Decision needed: Choose storage strategy per platform
Revised Mechanics:
Finance Branch:
- App organizes personal/business finances
- Calculates "excess" (disposable income after essentials)
- Suggests optional donation from excess to green initiatives
- User can accept/decline/adjust amount
Productivity Branch:
- Free core tools (focus timer, calendar/email AI)
- Paid themed skins/accessories (UI customization)
- All profits from sales go to green causes
- Transparency on donation amounts
Homeowner Branch:
- Free carbon footprint calculations
- Free pathways to reduce emissions (solar, insulation, etc.)
- Partnerships with green vendors (solar installers, etc.)
- Referral fees go to green causes
Questions:
- What green initiatives do we partner with? (Tree planting? Carbon offset? Renewables?)
- How do we verify donations actually happen? (Payment integration? Transparency reports?)
- Is donation required to unlock features or purely optional? (Always optional)
- How do we handle different currencies/regions?
Decision needed: Define green initiative mechanics and partnerships
Core Requirement: On-device validation of recycling tasks (paper bag usage, correct sorting).
Questions:
- Which computer vision approach? (Lightweight CNN? Rule-based detection?
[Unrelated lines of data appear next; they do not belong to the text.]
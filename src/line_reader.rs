use std::io::{self, BufRead, BufReader, Read};

use thiserror::Error;

/// Errors surfaced while pulling lines out of a font byte stream.
#[derive(Error, Debug)]
pub enum LineReaderError {
    /// An error occurred during a read operation on the underlying stream.
    #[error(transparent)]
    ReadError(#[from] io::Error),
}

/// A thin, sequential line reader over a font byte stream.
///
/// Unlike a binary table format, FLF fonts are read top to bottom once; there
/// is no seeking, so this wraps a plain `BufReader` rather than `Read + Seek`.
/// Lines are handed back with their trailing `\n`/`\r\n` stripped. A line
/// that is not valid UTF-8 is lossily decoded (invalid sequences become
/// `U+FFFD`) rather than failing the whole parse; endmark stripping still
/// behaves sensibly on the result.
pub struct LineReader<R: Read> {
    inner: BufReader<R>,
}

impl<R: Read> LineReader<R> {
    pub fn new(inner: R) -> Self {
        Self {
            inner: BufReader::new(inner),
        }
    }

    /// Reads the next line, or `None` at end of stream.
    pub fn read_line(&mut self) -> Result<Option<String>, LineReaderError> {
        let mut buf = Vec::new();
        let n = self.inner.read_until(b'\n', &mut buf)?;
        if n == 0 {
            return Ok(None);
        }
        while matches!(buf.last(), Some(b'\n') | Some(b'\r')) {
            buf.pop();
        }
        Ok(Some(String::from_utf8(buf).unwrap_or_else(|e| {
            String::from_utf8_lossy(e.as_bytes()).into_owned()
        })))
    }
}

/// Strips a UTF-8 BOM from the start of a byte slice, if present.
pub fn strip_bom(bytes: &[u8]) -> &[u8] {
    const BOM: [u8; 3] = [0xEF, 0xBB, 0xBF];
    if bytes.starts_with(&BOM) {
        &bytes[3..]
    } else {
        bytes
    }
}
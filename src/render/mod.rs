//! Glyph composition: resolves each input rune to a glyph, overlaps
//! adjacent glyphs under the active horizontal layout, wraps at a width
//! budget, and finalizes hardblanks into spaces.

mod smush;

use std::io::{self, Write};

use thiserror::Error;

use crate::font::{Font, Glyph, PrintDirection};
use crate::layout::{self, HorizontalLayout, LayoutError, LayoutOverride, NormalizedLayout};
use smush::smush_pair;

#[derive(Error, Debug)]
pub enum RenderError {
    #[error(transparent)]
    Layout(#[from] LayoutError),

    #[error("rune {0:?} is not present in this font, and the configured unknown-rune fallback isn't either")]
    UnsupportedRune(char),

    #[error(transparent)]
    Io(#[from] io::Error),
}

/// Render-time configuration. See the format spec for the meaning of each
/// field; all are optional except `unknown_rune`, which defaults to `?`.
#[derive(Debug, Clone)]
pub struct RenderOptions {
    pub layout: Option<LayoutOverride>,
    pub print_direction: Option<PrintDirection>,
    pub unknown_rune: char,
    pub trim_whitespace: bool,
    pub width: Option<usize>,
}

impl Default for RenderOptions {
    fn default() -> Self {
        Self {
            layout: None,
            print_direction: None,
            unknown_rune: '?',
            trim_whitespace: false,
            width: None,
        }
    }
}

struct ResolvedOptions {
    layout: NormalizedLayout,
    rtl: bool,
    unknown_rune: char,
    trim_whitespace: bool,
    width: Option<usize>,
}

fn resolve_options(font: &Font, opts: &RenderOptions) -> Result<ResolvedOptions, RenderError> {
    let layout = match &opts.layout {
        Some(override_) => layout::merge_layout_override(&font.layout(), override_)?,
        None => font.layout(),
    };
    let rtl = match opts.print_direction {
        Some(PrintDirection::RightToLeft) => true,
        Some(PrintDirection::LeftToRight) => false,
        None => font.print_direction() == PrintDirection::RightToLeft,
    };
    Ok(ResolvedOptions {
        layout,
        rtl,
        unknown_rune: opts.unknown_rune,
        trim_whitespace: opts.trim_whitespace,
        width: opts.width,
    })
}

fn resolve_glyph<'f>(font: &'f Font, ch: char, unknown_rune: char) -> Result<&'f Glyph, RenderError> {
    let is_control = (ch as u32) < 0x20 || ch == '\u{7F}';
    if !is_control {
        if let Some(glyph) = font.glyph(ch) {
            return Ok(glyph);
        }
    }
    font.glyph(unknown_rune)
        .ok_or(RenderError::UnsupportedRune(ch))
}

fn leading_edge(row: &[char]) -> (usize, Option<char>) {
    let mut count = 0;
    for &c in row {
        if c == ' ' {
            count += 1;
        } else {
            return (count, Some(c));
        }
    }
    (count, None)
}

fn trailing_edge(row: &[char]) -> (usize, Option<char>) {
    let mut count = 0;
    for &c in row.iter().rev() {
        if c == ' ' {
            count += 1;
        } else {
            return (count, Some(c));
        }
    }
    (count, None)
}

/// Step 1-2 of the overlap algorithm: the maximum overlap `k` that keeps
/// every row valid, as the minimum per-row smush amount across the glyph's
/// height, with the mode's effect (full/fitting/smushing) already applied.
fn compute_overlap(
    acc_rows: &[Vec<char>],
    new_rows: &[Vec<char>],
    mode: &HorizontalLayout,
    hardblank: char,
    rtl: bool,
) -> usize {
    if matches!(mode, HorizontalLayout::Full) {
        return 0;
    }
    let acc_width = acc_rows[0].len();
    let new_width = new_rows[0].len();
    let mut k = new_width;

    for row_idx in 0..acc_rows.len() {
        let (left, right): (&[char], &[char]) = if rtl {
            (&new_rows[row_idx], &acc_rows[row_idx])
        } else {
            (&acc_rows[row_idx], &new_rows[row_idx])
        };
        let (ta, ch1) = trailing_edge(left);
        let (tg, ch2) = leading_edge(right);

        let smush_r = match mode {
            HorizontalLayout::Fitting => ta + tg,
            _ => match (ch1, ch2) {
                (None, _) => ta + tg + 1,
                (Some(c1), Some(c2)) if smush_pair(mode, hardblank, c1, c2, rtl).is_some() => {
                    ta + tg + 1
                }
                _ => ta + tg,
            },
        };
        k = k.min(smush_r);
    }

    k.min(acc_width).min(new_width)
}

/// Step 4: merges one pair of rows given the overlap amount `k`, operating
/// in terms of true physical left/right so the order-sensitive rules (big
/// X, opposite pairs) see real adjacency regardless of print direction.
fn merge_row(
    acc_row: &[char],
    new_row: &[char],
    k: usize,
    mode: &HorizontalLayout,
    hardblank: char,
    rtl: bool,
) -> Vec<char> {
    let (left, right): (&[char], &[char]) = if rtl {
        (new_row, acc_row)
    } else {
        (acc_row, new_row)
    };
    let ll = left.len();
    let mut result = Vec::with_capacity(ll + right.len() - k);
    result.extend_from_slice(&left[..ll - k]);
    for i in 0..k {
        let lch = left[ll - k + i];
        let rch = right[i];
        let merged = if lch == ' ' {
            rch
        } else if rch == ' ' {
            lch
        } else {
            smush_pair(mode, hardblank, lch, rch, rtl).unwrap_or(rch)
        };
        result.push(merged);
    }
    result.extend_from_slice(&right[k..]);
    result
}

fn append_glyph(
    acc: &mut [Vec<char>],
    glyph: &Glyph,
    mode: &HorizontalLayout,
    hardblank: char,
    rtl: bool,
) {
    let k = compute_overlap(acc, &glyph.rows, mode, hardblank, rtl);
    for (row_idx, glyph_row) in glyph.rows.iter().enumerate() {
        let merged = merge_row(&acc[row_idx], glyph_row, k, mode, hardblank, rtl);
        acc[row_idx] = merged;
    }
}

fn render_rows(text: &str, font: &Font, options: &RenderOptions) -> Result<Vec<String>, RenderError> {
    let resolved = resolve_options(font, options)?;
    let height = font.height() as usize;
    let mode = resolved.layout.horizontal;
    let hardblank = font.hardblank();

    let mut blocks: Vec<Vec<Vec<char>>> = Vec::new();
    let mut line: Vec<Vec<char>> = vec![Vec::new(); height];
    let mut break_point: Option<usize> = None;

    for ch in text.chars() {
        let glyph = resolve_glyph(font, ch, resolved.unknown_rune)?;

        let mut trial = line.clone();
        append_glyph(&mut trial, glyph, &mode, hardblank, resolved.rtl);
        let trial_width = trial[0].len();
        let fits = resolved.width.map_or(true, |w| trial_width <= w);

        if fits {
            line = trial;
        } else if let Some(bp) = break_point {
            log::debug!("width budget exceeded, wrapping at column {bp}");
            let mut carry = Vec::with_capacity(height);
            let mut completed = Vec::with_capacity(height);
            for row in &line {
                completed.push(row[..bp].to_vec());
                carry.push(row[bp..].to_vec());
            }
            blocks.push(completed);
            line = carry;
            append_glyph(&mut line, glyph, &mode, hardblank, resolved.rtl);
            break_point = None;
        } else {
            log::debug!("single word exceeds width budget; emitting unbroken");
            line = trial;
        }

        if ch == ' ' {
            break_point = Some(line[0].len());
        }
    }
    blocks.push(line);

    let mut rows = Vec::with_capacity(blocks.len() * height);
    for block in blocks {
        for row in block {
            let mut s: String = row
                .into_iter()
                .map(|c| if c == hardblank { ' ' } else { c })
                .collect();
            if resolved.trim_whitespace {
                let trimmed_len = s.trim_end().len();
                s.truncate(trimmed_len);
            }
            rows.push(s);
        }
    }
    Ok(rows)
}

/// Renders `text` with `font`, producing a single string with rows joined
/// by `\n`. Always produces a multiple of `font.height()` lines: one
/// multiple per wrapped segment when `options.width` forces a line break,
/// exactly `font.height()` lines otherwise.
pub fn render(text: &str, font: &Font, options: &RenderOptions) -> Result<String, RenderError> {
    Ok(render_rows(text, font, options)?.join("\n"))
}

/// Same as [`render`], but writes each row (with a trailing newline) to
/// `sink` instead of building one owned string.
pub fn render_to<W: Write>(
    sink: &mut W,
    text: &str,
    font: &Font,
    options: &RenderOptions,
) -> Result<(), RenderError> {
    for row in render_rows(text, font, options)? {
        writeln!(sink, "{row}")?;
    }
    Ok(())
}

#[cfg(test)]
mod tests {
    use super::*;
    use crate::font::parse_font;
    use std::io::Cursor;

    fn font_from_rows(hardblank: char, height: u32, old_layout: i32, glyphs: &[(char, &[&str])]) -> Font {
        let mut text = format!("flf2a{hardblank} {height} {height} 200 {old_layout} 0\n");
        let required = crate::font::glyphs::required_codepoints();
        for codepoint in &required {
            if let Some((_, rows)) = glyphs.iter().find(|(c, _)| c == codepoint) {
                for row in *rows {
                    text.push_str(row);
                    text.push('@');
                    text.push('\n');
                }
            } else {
                for _ in 0..height {
                    text.push_str("@\n");
                }
            }
        }
        parse_font(Cursor::new(text.into_bytes())).unwrap()
    }

    #[test]
    fn full_width_places_glyphs_side_by_side() {
        let font = font_from_rows('$', 1, -1, &[('H', &["H"]), ('I', &["I"])]);
        let out = render("HI", &font, &RenderOptions::default()).unwrap();
        assert_eq!(out, "HI");
    }

    #[test]
    fn full_width_with_space_between() {
        let font = font_from_rows(
            '$',
            1,
            -1,
            &[('H', &["H"]), ('I', &["I"]), (' ', &[" "])],
        );
        let out = render("H I", &font, &RenderOptions::default()).unwrap();
        assert_eq!(out, "H I");
    }

    #[test]
    fn fitting_moves_glyphs_together() {
        // Trailing blank of 'H' and leading blank of 'I' touch and vanish;
        // fitting kerns flush, it does not smush any ink together.
        let font = font_from_rows('$', 1, -2, &[('H', &["H "]), ('I', &[" I"])]);
        let out = render("HI", &font, &RenderOptions::default()).unwrap();
        assert_eq!(out, "HI");
    }

    #[test]
    fn smushing_hierarchy_rule() {
        // rule 3 only: bit index 2 -> old_layout value 4
        let font = font_from_rows('$', 1, 4, &[('|', &["|"]), ('/', &["/"])]);
        let out = render("|/", &font, &RenderOptions::default()).unwrap();
        assert_eq!(out, "/");
    }

    #[test]
    fn smushing_opposite_pair_rule() {
        // rule 4 only: bit index 3 -> old_layout value 8
        let font = font_from_rows('$', 1, 8, &[('(', &["("]), (')', &[")"])]);
        let out = render("()", &font, &RenderOptions::default()).unwrap();
        assert_eq!(out, "|");
    }

    #[test]
    fn hardblank_becomes_space_in_output() {
        let font = font_from_rows('$', 1, -1, &[('H', &["H$"])]);
        let out = render("H", &font, &RenderOptions::default()).unwrap();
        assert_eq!(out, "H ");
    }

    #[test]
    fn rtl_reverses_composition_order() {
        let font = font_from_rows('$', 1, -1, &[('H', &["H"]), ('I', &["I"])]);
        let ltr = render("HI", &font, &RenderOptions::default()).unwrap();
        let mut opts = RenderOptions::default();
        opts.print_direction = Some(PrintDirection::RightToLeft);
        let rtl = render("HI", &font, &opts).unwrap();
        assert_eq!(ltr, "HI");
        assert_eq!(rtl, "IH");
    }

    #[test]
    fn empty_input_produces_height_blank_lines() {
        let font = font_from_rows('$', 3, -1, &[]);
        let out = render("", &font, &RenderOptions::default()).unwrap();
        assert_eq!(out.split('\n').count(), 3);
        assert!(out.split('\n').all(|l| l.is_empty()));
    }

    #[test]
    fn unsupported_rune_without_fallback_is_an_error() {
        let font = font_from_rows('$', 1, -1, &[]);
        let mut opts = RenderOptions::default();
        opts.unknown_rune = '\u{1}'; // definitely absent, and itself a control char
        let err = render("\u{E000}", &font, &opts).unwrap_err();
        assert!(matches!(err, RenderError::UnsupportedRune(_)));
    }

    #[test]
    fn width_budget_wraps_on_word_boundary() {
        let font = font_from_rows(
            '$',
            1,
            -1,
            &[('H', &["HHH"]), ('I', &["III"]), (' ', &[" "])],
        );
        let mut opts = RenderOptions::default();
        opts.width = Some(7);
        let out = render("HI HI HI", &font, &opts).unwrap();
        let lines: Vec<&str> = out.split('\n').collect();
        assert!(lines.iter().all(|l| l.chars().count() <= 7));
        assert_eq!(lines.len(), 3); // three wrapped segments, each height 1
    }
}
Hybrid?)
- How to train/validate models? (Custom dataset? Transfer learning?)
- Where do models live? (Bundled with app? Downloaded on unlock? Per-platform?)
- Confidence thresholds for validation? (How strict? False positive handling?)
- Privacy considerations? (Images stay on-device? Optionally uploaded for model improvement?)
- Fallback if device can't run CV? (Manual validation? Skip validation? Link to capable device?)
Edge Processing Priority:
- Desktop: Full CV models, high accuracy
- Mobile: Lightweight models, acceptable accuracy
- Web: Very lightweight or rule-based, lower accuracy
- If Mobile/Web can't process → offload to linked Desktop
Decision needed: Define image validation approach and model distribution strategy
Decision: MVP includes Mobile + Desktop, device linking, ML-based recycling validation, finance module with budget analysis
MVP Features:
- Mobile app (React Native) + Desktop app (Tauri)
- Device linking (manual QR pairing, local network)
- Recycling validation (ML-based, ONNX Runtime)
- Point system (10 points per task, 50 to unlock finance)
- Finance module (expense logging, categorization, donation suggestions)
- Conditional builds (manual rebuild, git submodule pulling)
Scope Exclusions:
- No web platform (v2)
- No productivity/homeowner modules (v2)
- No automatic device discovery (manual pairing only)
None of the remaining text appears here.